## Exercise
Every line below between the one holding "use super::auth::TokenProvider;" and the one holding "impl<P: TokenProvider> BrokerClient<P>", inclusive, should be copied exactly, and no other line.

[[ Exercise data, beginning ]]

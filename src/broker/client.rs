use super::auth::TokenProvider;
use super::types::*;
use crate::config::BrokerConfig;
use crate::errors::{WheelError, WheelResult};
use crate::market::types::{OptionsChain, PriceSeries, Quote};
use crate::market::MarketDataSource;
use reqwest::Client;
use std::time::Duration;

const BACKOFF_BASE_MS: u64 = 500;
const BACKOFF_CAP_MS: u64 = 8_000;

/// Delay before retry number `attempt` (0-based): 500 ms doubling, capped at 8 s.
pub fn backoff_delay(attempt: u32) -> Duration {
    let ms = BACKOFF_BASE_MS.saturating_mul(1u64 << attempt.min(16));
    Duration::from_millis(ms.min(BACKOFF_CAP_MS))
}

/// Throttling and server-side failures are worth another attempt.
#[inline]
pub fn is_retryable_status(status: u16) -> bool {
    status == 429 || (500..=599).contains(&status)
}

/// Brokerage market-data client. All methods return Result, never panic.
#[derive(Clone)]
pub struct BrokerClient<P: TokenProvider> {
    client: Client,
    base_url: String,
    tokens: P,
    max_retries: u32,
}

impl<P: TokenProvider> BrokerClient<P> {
    pub fn new(config: &BrokerConfig, tokens: P) -> WheelResult<Self> {
        Ok(Self {
            client: Client::builder()
                .timeout(Duration::from_secs(config.timeout_secs))
                .pool_max_idle_per_host(4)
                .build()?,
            base_url: config.base_url.trim_end_matches('/').to_string(),
            tokens,
            max_retries: config.max_retries,
        })
    }

    /// Bearer-authenticated GET. Retries network errors, 429 and 5xx with backoff;
    /// any other failure status is returned immediately.
    async fn auth_get<T: serde::de::DeserializeOwned>(&self, path: &str) -> WheelResult<T> {
        let url = format!("{}{}", self.base_url, path);
        let mut attempt: u32 = 0;

        loop {
            let token = self.tokens.get_access_token().await?;
            let result = self.client.get(&url).bearer_auth(&token).send().await;

            let err = match result {
                Ok(resp) => {
                    let status = resp.status();
                    if status.is_success() {
                        return resp
                            .json::<T>()
                            .await
                            .map_err(|e| WheelError::Parse(format!("GET {path}: {e}")));
                    }
                    let body = resp.text().await.unwrap_or_default();
                    let err = WheelError::BrokerApi {
                        status: status.as_u16(),
                        body,
                    };
                    if !is_retryable_status(status.as_u16()) {
                        return Err(err);
                    }
                    err
                }
                Err(e) => WheelError::from(e),
            };

            if attempt >= self.max_retries {
                return Err(err);
            }
            let delay = backoff_delay(attempt);
            tracing::warn!(
                path = %path,
                attempt = attempt + 1,
                delay_ms = delay.as_millis() as u64,
                error = %err,
                "broker request failed, retrying"
            );
            tokio::time::sleep(delay).await;
            attempt += 1;
        }
    }

    pub async fn get_chain_response(&self, symbol: &str) -> WheelResult<ChainResponse> {
        let mut parts: smallvec::SmallVec<[String; 3]> = smallvec::SmallVec::new();
        parts.push(format!("symbol={}", symbol.to_ascii_uppercase()));
        parts.push("contractType=ALL".into());
        parts.push("includeUnderlyingQuote=true".into());
        self.auth_get(&format!("/marketdata/v1/chains?{}", parts.join("&"))).await
    }

    pub async fn get_quotes_response(&self, symbol: &str) -> WheelResult<QuotesResponse> {
        self.auth_get(&format!(
            "/marketdata/v1/quotes?symbols={}&fields=quote",
            symbol.to_ascii_uppercase()
        ))
        .await
    }

    pub async fn get_price_history_response(&self, symbol: &str) -> WheelResult<PriceHistoryResponse> {
        let mut parts: smallvec::SmallVec<[String; 5]> = smallvec::SmallVec::new();
        parts.push(format!("symbol={}", symbol.to_ascii_uppercase()));
        parts.push("periodType=month".into());
        parts.push("period=3".into());
        parts.push("frequencyType=daily".into());
        parts.push("frequency=1".into());
        self.auth_get(&format!("/marketdata/v1/pricehistory?{}", parts.join("&"))).await
    }
}

impl<P: TokenProvider> MarketDataSource for BrokerClient<P> {
    async fn get_option_chain(&self, symbol: &str) -> WheelResult<OptionsChain> {
        let chain = self
            .get_chain_response(symbol)
            .await?
            .into_chain(symbol, chrono::Utc::now())?;
        tracing::info!(symbol = %chain.symbol, contracts = chain.contracts.len(), "chain fetched");
        Ok(chain)
    }

    async fn get_quote(&self, symbol: &str) -> WheelResult<Quote> {
        quote_from_response(self.get_quotes_response(symbol).await?, symbol)
    }

    async fn get_price_history(&self, symbol: &str) -> WheelResult<PriceSeries> {
        self.get_price_history_response(symbol).await?.into_series(symbol)
    }
}
pub mod checks;
pub mod covered_call;
pub mod covered_put;
pub mod wheel;

use crate::market::types::{OptionContract, OptionType, OptionsChain};
use crate::models::strike_optimizer::StrikeOptimizer;
use crate::models::StrikeProfile;
use chrono::NaiveDate;
use serde::Serialize;

/// Probability context for one contract.
/// Missing volatility or a degenerate horizon leaves it unavailable instead of failing the analysis.
#[derive(Debug, Clone, PartialEq, Serialize)]
#[serde(tag = "status", rename_all = "snake_case")]
pub enum ProbabilityAssessment {
    Computed {
        probability: f64,
        sigma_distance: f64,
        profile: StrikeProfile,
    },
    Unavailable {
        reason: String,
    },
}

impl ProbabilityAssessment {
    /// Runs the optimizer with days floored at 1.
    pub fn assess(
        optimizer: &StrikeOptimizer,
        strike: f64,
        current_price: f64,
        volatility: f64,
        days_to_expiry: i64,
        option_type: OptionType,
    ) -> Self {
        match optimizer.calculate_assignment_probability(
            strike,
            current_price,
            volatility,
            days_to_expiry.max(1),
            option_type,
        ) {
            Ok(r) => Self::Computed {
                probability: r.probability,
                sigma_distance: r.sigma_distance,
                profile: optimizer.get_profile_for_sigma(r.sigma_distance),
            },
            Err(e) => {
                tracing::debug!(strike = strike, error = %e, "probability unavailable");
                Self::Unavailable {
                    reason: e.to_string(),
                }
            }
        }
    }

    pub fn probability(&self) -> Option<f64> {
        match self {
            Self::Computed { probability, .. } => Some(*probability),
            Self::Unavailable { .. } => None,
        }
    }

    pub fn sigma_distance(&self) -> Option<f64> {
        match self {
            Self::Computed { sigma_distance, .. } => Some(*sigma_distance),
            Self::Unavailable { .. } => None,
        }
    }

    pub fn profile(&self) -> Option<StrikeProfile> {
        match self {
            Self::Computed { profile, .. } => Some(*profile),
            Self::Unavailable { .. } => None,
        }
    }
}

/// Options for ranking a chain.
#[derive(Debug, Clone, PartialEq)]
pub struct RecommendationRequest {
    pub shares: u32,
    pub cost_basis: Option<f64>,
    /// Expiration to consider; the chain's nearest when unset
    pub expiration: Option<NaiveDate>,
    pub profile: Option<StrikeProfile>,
    /// Tradability gate: contracts bidding below this are never candidates
    pub min_premium: f64,
    pub limit: usize,
    pub earnings_dates: Vec<NaiveDate>,
    pub ex_dividend_dates: Vec<NaiveDate>,
}

impl Default for RecommendationRequest {
    fn default() -> Self {
        Self {
            shares: 100,
            cost_basis: None,
            expiration: None,
            profile: None,
            min_premium: 0.05,
            limit: 5,
            earnings_dates: Vec::new(),
            ex_dividend_dates: Vec::new(),
        }
    }
}

/// Tradable out-of-the-money contracts of one side at a single expiration.
/// Everything returned passes the analyzers' validation.
pub(crate) fn select_candidates<'a>(
    chain: &'a OptionsChain,
    option_type: OptionType,
    current_price: f64,
    request: &RecommendationRequest,
    as_of: NaiveDate,
) -> Vec<&'a OptionContract> {
    let expiration = request
        .expiration
        .or_else(|| chain.nearest_expiration_of(option_type, as_of));
    let Some(expiration) = expiration else {
        return Vec::new();
    };

    let candidates: Vec<&OptionContract> = chain
        .contracts_of(option_type)
        .filter(|c| c.expiration_date == expiration)
        .filter(|c| c.is_otm(current_price))
        .filter(|c| c.has_bid() && c.bid >= request.min_premium)
        .collect();

    tracing::debug!(
        symbol = %chain.symbol,
        side = %option_type,
        expiration = %expiration,
        candidates = candidates.len(),
        "chain filtered"
    );

    candidates
}
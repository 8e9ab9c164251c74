//! Data-quality checks for a single contract.
//! Each returns the warning text when the check trips. Warnings never block an analysis.

use crate::config::AnalyzerThresholds;
use crate::market::calendar;
use crate::market::types::OptionContract;
use chrono::NaiveDate;

pub fn missing_bid(contract: &OptionContract) -> Option<String> {
    (!contract.has_bid()).then(|| {
        format!(
            "No bid for ${:.2} {}: contract may not be tradable",
            contract.strike, contract.option_type
        )
    })
}

pub fn low_premium(premium: f64, thresholds: &AnalyzerThresholds) -> Option<String> {
    (premium < thresholds.min_bid_price).then(|| {
        format!(
            "Low premium: ${premium:.2} is below the ${:.2} minimum",
            thresholds.min_bid_price
        )
    })
}

pub fn low_open_interest(contract: &OptionContract, thresholds: &AnalyzerThresholds) -> Option<String> {
    (contract.open_interest < thresholds.min_open_interest).then(|| {
        format!(
            "Low open interest: {} contracts (minimum {})",
            contract.open_interest, thresholds.min_open_interest
        )
    })
}

pub fn wide_spread(contract: &OptionContract, thresholds: &AnalyzerThresholds) -> Option<String> {
    let pct = contract.spread_pct()?;
    (pct > thresholds.max_bid_ask_spread_pct).then(|| {
        format!(
            "Wide bid-ask spread: {pct:.1}% of mid (maximum {:.1}%)",
            thresholds.max_bid_ask_spread_pct
        )
    })
}

/// Liquidity checks in reporting order.
pub fn liquidity(contract: &OptionContract, premium: f64, thresholds: &AnalyzerThresholds) -> Vec<String> {
    [
        missing_bid(contract),
        low_premium(premium, thresholds),
        low_open_interest(contract, thresholds),
        wide_spread(contract, thresholds),
    ]
    .into_iter()
    .flatten()
    .collect()
}

pub fn earnings_in_window(
    earnings_dates: &[NaiveDate],
    as_of: NaiveDate,
    expiration: NaiveDate,
) -> Option<String> {
    calendar::first_date_in_window(earnings_dates, as_of, expiration).map(|d| {
        format!("Earnings on {d} before expiration {expiration}: expect a volatility move")
    })
}

pub fn high_assignment(probability: Option<f64>, thresholds: &AnalyzerThresholds) -> Option<String> {
    let p = probability?;
    (p >= thresholds.high_assignment_probability).then(|| {
        format!("High assignment probability: {:.0}%", p * 100.0)
    })
}

/// Ex-dividend date inside the window on a put trading near the money.
/// Near the money: within the configured distance of spot, or already likely to be assigned.
pub fn ex_dividend_early_assignment(
    ex_dividend_dates: &[NaiveDate],
    as_of: NaiveDate,
    contract: &OptionContract,
    current_price: f64,
    probability: Option<f64>,
    thresholds: &AnalyzerThresholds,
) -> Option<String> {
    let ex_date = calendar::first_date_in_window(ex_dividend_dates, as_of, contract.expiration_date)?;

    let distance_pct = if current_price > 0.0 {
        (current_price - contract.strike) / current_price * 100.0
    } else {
        0.0
    };
    let near_money = distance_pct <= thresholds.ex_dividend_near_money_pct
        || probability.is_some_and(|p| p >= thresholds.high_assignment_probability);

    near_money.then(|| {
        format!(
            "Early assignment risk: ex-dividend {ex_date} falls before expiration with strike {:.1}% from spot",
            distance_pct
        )
    })
}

[[ Exercise data, end ]]

## Task answer
use super::auth::TokenProvider;
use super::types::*;
use crate::config::BrokerConfig;
use crate::errors::{WheelError, WheelResult};
use crate::market::types::{OptionsChain, PriceSeries, Quote};
use crate::market::MarketDataSource;
use reqwest::Client;
use std::time::Duration;

const BACKOFF_BASE_MS: u64 = 500;
const BACKOFF_CAP_MS: u64 = 8_000;

/// Delay before retry number `attempt` (0-based): 500 ms doubling, capped at 8 s.
pub fn backoff_delay(attempt: u32) -> Duration {
    let ms = BACKOFF_BASE_MS.saturating_mul(1u64 << attempt.min(16));
    Duration::from_millis(ms.min(BACKOFF_CAP_MS))
}

/// Throttling and server-side failures are worth another attempt.
#[inline]
pub fn is_retryable_status(status: u16) -> bool {
    status == 429 || (500..=599).contains(&status)
}

/// Brokerage market-data client. All methods return Result, never panic.
#[derive(Clone)]
pub struct BrokerClient<P: TokenProvider> {
    client: Client,
    base_url: String,
    tokens: P,
    max_retries: u32,
}

impl<P: TokenProvider> BrokerClient<P> {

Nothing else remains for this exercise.